*EXERCISE*: Of the lines below, write out exactly those from the line with "filename cocktails-core/src/logging.rs" through the line with "let file_layer = fmt::layer()", both included, and skip the rest.

*SUPPLIED DATA*:

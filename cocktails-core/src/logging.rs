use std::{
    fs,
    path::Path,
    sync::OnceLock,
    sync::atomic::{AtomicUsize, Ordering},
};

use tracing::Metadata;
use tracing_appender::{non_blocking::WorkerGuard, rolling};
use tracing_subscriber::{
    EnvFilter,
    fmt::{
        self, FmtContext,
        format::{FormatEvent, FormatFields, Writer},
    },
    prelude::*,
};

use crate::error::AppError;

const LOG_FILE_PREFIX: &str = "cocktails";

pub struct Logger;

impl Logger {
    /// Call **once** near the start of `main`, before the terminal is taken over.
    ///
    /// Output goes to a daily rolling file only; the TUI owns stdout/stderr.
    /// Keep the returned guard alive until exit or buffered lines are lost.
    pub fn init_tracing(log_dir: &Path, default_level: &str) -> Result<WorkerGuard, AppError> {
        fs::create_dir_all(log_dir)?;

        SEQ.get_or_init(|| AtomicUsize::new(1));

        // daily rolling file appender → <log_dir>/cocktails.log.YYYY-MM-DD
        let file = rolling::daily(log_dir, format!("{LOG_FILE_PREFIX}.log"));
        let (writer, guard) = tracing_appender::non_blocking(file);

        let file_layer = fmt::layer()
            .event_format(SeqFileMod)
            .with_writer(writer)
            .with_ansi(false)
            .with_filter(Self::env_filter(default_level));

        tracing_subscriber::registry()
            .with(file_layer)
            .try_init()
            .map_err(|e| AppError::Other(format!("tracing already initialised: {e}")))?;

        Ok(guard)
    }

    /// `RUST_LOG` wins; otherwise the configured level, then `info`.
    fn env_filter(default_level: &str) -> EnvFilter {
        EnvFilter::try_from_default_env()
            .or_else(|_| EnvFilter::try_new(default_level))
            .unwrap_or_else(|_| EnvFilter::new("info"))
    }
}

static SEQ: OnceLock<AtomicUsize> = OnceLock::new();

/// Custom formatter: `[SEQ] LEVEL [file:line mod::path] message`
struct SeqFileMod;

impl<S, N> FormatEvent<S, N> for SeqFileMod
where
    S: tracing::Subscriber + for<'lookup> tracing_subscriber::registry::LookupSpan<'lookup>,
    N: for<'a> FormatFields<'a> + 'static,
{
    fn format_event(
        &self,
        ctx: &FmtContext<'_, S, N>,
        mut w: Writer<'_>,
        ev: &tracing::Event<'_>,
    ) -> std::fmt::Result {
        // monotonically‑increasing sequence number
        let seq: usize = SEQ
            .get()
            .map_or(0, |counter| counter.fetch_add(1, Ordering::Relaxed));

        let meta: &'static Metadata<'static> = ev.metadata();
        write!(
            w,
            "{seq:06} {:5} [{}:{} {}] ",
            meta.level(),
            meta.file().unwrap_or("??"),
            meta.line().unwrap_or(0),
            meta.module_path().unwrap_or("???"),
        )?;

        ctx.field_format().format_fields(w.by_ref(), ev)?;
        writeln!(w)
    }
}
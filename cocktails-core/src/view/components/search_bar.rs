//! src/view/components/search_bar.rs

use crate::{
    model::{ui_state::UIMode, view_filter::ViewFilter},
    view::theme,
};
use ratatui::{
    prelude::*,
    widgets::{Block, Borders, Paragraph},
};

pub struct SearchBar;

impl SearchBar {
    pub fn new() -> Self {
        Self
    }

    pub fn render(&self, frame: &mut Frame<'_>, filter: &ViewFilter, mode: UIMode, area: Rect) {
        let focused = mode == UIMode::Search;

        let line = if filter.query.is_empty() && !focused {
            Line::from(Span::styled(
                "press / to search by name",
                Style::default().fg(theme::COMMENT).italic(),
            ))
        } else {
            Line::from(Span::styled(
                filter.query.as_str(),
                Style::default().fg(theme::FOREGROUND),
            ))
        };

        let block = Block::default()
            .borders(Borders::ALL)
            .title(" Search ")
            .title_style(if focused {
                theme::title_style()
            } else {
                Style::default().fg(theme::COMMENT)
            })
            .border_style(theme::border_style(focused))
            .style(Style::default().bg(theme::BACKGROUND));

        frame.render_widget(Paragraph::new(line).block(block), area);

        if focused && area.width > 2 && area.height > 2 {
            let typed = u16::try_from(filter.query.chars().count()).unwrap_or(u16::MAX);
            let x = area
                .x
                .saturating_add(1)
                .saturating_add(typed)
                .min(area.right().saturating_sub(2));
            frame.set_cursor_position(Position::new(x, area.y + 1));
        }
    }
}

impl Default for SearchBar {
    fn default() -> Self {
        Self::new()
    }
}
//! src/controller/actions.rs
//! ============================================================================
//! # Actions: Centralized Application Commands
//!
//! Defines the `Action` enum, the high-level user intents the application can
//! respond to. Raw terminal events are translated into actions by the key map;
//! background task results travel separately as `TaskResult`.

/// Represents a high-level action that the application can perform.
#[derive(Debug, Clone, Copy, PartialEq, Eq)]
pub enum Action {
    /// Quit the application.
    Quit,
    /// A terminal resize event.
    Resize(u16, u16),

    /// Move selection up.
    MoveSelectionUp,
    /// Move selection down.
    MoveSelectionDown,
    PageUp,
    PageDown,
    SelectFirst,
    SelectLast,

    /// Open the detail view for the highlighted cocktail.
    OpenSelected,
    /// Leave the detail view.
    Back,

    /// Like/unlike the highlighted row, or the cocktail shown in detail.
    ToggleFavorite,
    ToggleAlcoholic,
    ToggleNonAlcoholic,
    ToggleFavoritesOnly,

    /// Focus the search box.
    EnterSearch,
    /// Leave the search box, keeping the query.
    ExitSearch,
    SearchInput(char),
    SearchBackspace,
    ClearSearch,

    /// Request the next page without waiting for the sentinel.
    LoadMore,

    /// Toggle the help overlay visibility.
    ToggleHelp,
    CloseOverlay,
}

==

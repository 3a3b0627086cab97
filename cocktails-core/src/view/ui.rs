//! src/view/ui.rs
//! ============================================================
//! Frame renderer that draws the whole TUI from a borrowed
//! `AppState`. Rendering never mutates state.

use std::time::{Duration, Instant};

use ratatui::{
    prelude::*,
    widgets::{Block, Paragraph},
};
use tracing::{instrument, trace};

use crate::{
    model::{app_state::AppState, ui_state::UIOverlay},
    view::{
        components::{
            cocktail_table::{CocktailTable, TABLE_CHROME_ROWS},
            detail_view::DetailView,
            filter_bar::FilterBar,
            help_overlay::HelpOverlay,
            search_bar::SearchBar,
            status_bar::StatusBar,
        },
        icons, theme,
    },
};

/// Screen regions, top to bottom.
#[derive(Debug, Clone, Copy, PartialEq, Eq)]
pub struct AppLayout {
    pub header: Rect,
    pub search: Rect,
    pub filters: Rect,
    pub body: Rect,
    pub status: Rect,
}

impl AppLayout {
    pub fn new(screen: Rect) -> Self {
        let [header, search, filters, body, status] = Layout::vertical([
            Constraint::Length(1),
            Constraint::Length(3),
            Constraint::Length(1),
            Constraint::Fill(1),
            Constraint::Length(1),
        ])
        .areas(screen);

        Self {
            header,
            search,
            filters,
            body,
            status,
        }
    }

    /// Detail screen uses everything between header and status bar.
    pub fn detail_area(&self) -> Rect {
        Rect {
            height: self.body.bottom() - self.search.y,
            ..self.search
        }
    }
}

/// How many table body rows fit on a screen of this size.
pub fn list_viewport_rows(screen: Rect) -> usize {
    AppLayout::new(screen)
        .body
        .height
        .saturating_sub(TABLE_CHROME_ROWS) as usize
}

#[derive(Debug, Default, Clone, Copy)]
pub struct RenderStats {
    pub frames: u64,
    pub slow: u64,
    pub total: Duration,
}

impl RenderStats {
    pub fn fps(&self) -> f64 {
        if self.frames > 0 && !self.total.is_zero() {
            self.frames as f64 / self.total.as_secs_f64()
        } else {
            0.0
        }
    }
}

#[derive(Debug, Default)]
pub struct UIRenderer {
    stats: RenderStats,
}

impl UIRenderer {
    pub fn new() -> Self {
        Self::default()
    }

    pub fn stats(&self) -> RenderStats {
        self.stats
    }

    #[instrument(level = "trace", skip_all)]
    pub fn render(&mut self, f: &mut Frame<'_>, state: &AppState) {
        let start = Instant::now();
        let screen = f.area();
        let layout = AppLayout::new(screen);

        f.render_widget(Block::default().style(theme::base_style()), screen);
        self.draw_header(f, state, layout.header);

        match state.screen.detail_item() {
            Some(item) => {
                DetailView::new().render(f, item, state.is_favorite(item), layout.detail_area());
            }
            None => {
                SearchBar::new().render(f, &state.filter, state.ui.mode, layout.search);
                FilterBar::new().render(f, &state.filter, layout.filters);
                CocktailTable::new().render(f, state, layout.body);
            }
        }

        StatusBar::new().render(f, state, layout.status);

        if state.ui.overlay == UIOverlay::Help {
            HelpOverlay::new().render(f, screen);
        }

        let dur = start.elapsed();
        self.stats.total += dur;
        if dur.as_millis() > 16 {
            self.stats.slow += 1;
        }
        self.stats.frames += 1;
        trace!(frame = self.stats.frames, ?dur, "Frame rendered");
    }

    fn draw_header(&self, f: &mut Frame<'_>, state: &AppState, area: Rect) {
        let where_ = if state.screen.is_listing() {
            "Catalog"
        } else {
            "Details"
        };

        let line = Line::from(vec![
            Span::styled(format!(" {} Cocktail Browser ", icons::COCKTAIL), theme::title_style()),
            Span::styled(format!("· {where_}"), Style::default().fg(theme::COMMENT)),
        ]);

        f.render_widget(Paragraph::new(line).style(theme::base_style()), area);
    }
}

*FINISHED EXERCISE*:
filename cocktails-core/src/logging.rs
use std::{
    fs,
    path::Path,
    sync::OnceLock,
    sync::atomic::{AtomicUsize, Ordering},
};

use tracing::Metadata;
use tracing_appender::{non_blocking::WorkerGuard, rolling};
use tracing_subscriber::{
    EnvFilter,
    fmt::{
        self, FmtContext,
        format::{FormatEvent, FormatFields, Writer},
    },
    prelude::*,
};

use crate::error::AppError;

const LOG_FILE_PREFIX: &str = "cocktails";

pub struct Logger;

impl Logger {
    /// Call **once** near the start of `main`, before the terminal is taken over.
    ///
    /// Output goes to a daily rolling file only; the TUI owns stdout/stderr.
    /// Keep the returned guard alive until exit or buffered lines are lost.
    pub fn init_tracing(log_dir: &Path, default_level: &str) -> Result<WorkerGuard, AppError> {
        fs::create_dir_all(log_dir)?;

        SEQ.get_or_init(|| AtomicUsize::new(1));

        // daily rolling file appender → <log_dir>/cocktails.log.YYYY-MM-DD
        let file = rolling::daily(log_dir, format!("{LOG_FILE_PREFIX}.log"));
        let (writer, guard) = tracing_appender::non_blocking(file);

        let file_layer = fmt::layer()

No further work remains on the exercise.